What's required is a verbatim printout of all the data.

Start of Block

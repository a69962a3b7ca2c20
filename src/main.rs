use anyhow::Result;
use asset_optimizer::app::{App, DEFAULT_IMAGES_DIR};
use asset_optimizer::image::CodecConverter;
use asset_optimizer::models::Catalog;
use asset_optimizer::report::Reporter;
use clap::Parser;
use std::path::PathBuf;
use tracing::{error, info};
use tracing_subscriber::{layer::SubscriberExt, util::SubscriberInitExt};

#[derive(Debug, Parser)]
#[command(name = "asset-optimizer")]
#[command(about = "Convert bundled image assets to WebP and AVIF")]
struct CliArgs {
    /// Directory holding the source images and receiving the outputs.
    #[arg(value_name = "IMAGES_DIR", default_value = DEFAULT_IMAGES_DIR)]
    images_dir: PathBuf,
}

#[tokio::main]
async fn main() -> Result<()> {
    tracing_subscriber::registry()
        .with(
            tracing_subscriber::EnvFilter::try_from_default_env()
                .unwrap_or_else(|_| "asset_optimizer=warn".into()),
        )
        .with(tracing_subscriber::fmt::layer().with_writer(std::io::stderr))
        .init();

    let args = CliArgs::parse();
    info!("Starting asset-optimizer in {}", args.images_dir.display());

    let mut app = App::new(
        Box::new(CodecConverter::new()),
        Reporter::stdio(),
        args.images_dir,
    );

    match app.run(&Catalog::bundled()).await {
        Ok(_) => Ok(()),
        Err(e) => {
            error!("Optimization failed: {}", e);
            std::process::exit(1);
        }
    }
}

End of Block

RESULT |
repository a69962a3b7ca2c20
filename src/main.rs
use anyhow::Result;
use asset_optimizer::app::{App, DEFAULT_IMAGES_DIR};
use asset_optimizer::image::CodecConverter;
use asset_optimizer::models::Catalog;
use asset_optimizer::report::Reporter;
use clap::Parser;
use std::path::PathBuf;
use tracing::{error, info};
use tracing_subscriber::{layer::SubscriberExt, util::SubscriberInitExt};

#[derive(Debug, Parser)]
#[command(name = "asset-optimizer")]
#[command(about = "Convert bundled image assets to WebP and AVIF")]
struct CliArgs {
    /// Directory holding the source images and receiving the outputs.
    #[arg(value_name = "IMAGES_DIR", default_value = DEFAULT_IMAGES_DIR)]
    images_dir: PathBuf,
}

#[tokio::main]
async fn main() -> Result<()> {
    tracing_subscriber::registry()
        .with(
            tracing_subscriber::EnvFilter::try_from_default_env()
                .unwrap_or_else(|_| "asset_optimizer=warn".into()),
        )
        .with(tracing_subscriber::fmt::layer().with_writer(std::io::stderr))
        .init();

    let args = CliArgs::parse();
    info!("Starting asset-optimizer in {}", args.images_dir.display());

    let mut app = App::new(
        Box::new(CodecConverter::new()),
        Reporter::stdio(),
        args.images_dir,
    );

    match app.run(&Catalog::bundled()).await {
        Ok(_) => Ok(()),
        Err(e) => {
            error!("Optimization failed: {}", e);
            std::process::exit(1);
        }
    }
}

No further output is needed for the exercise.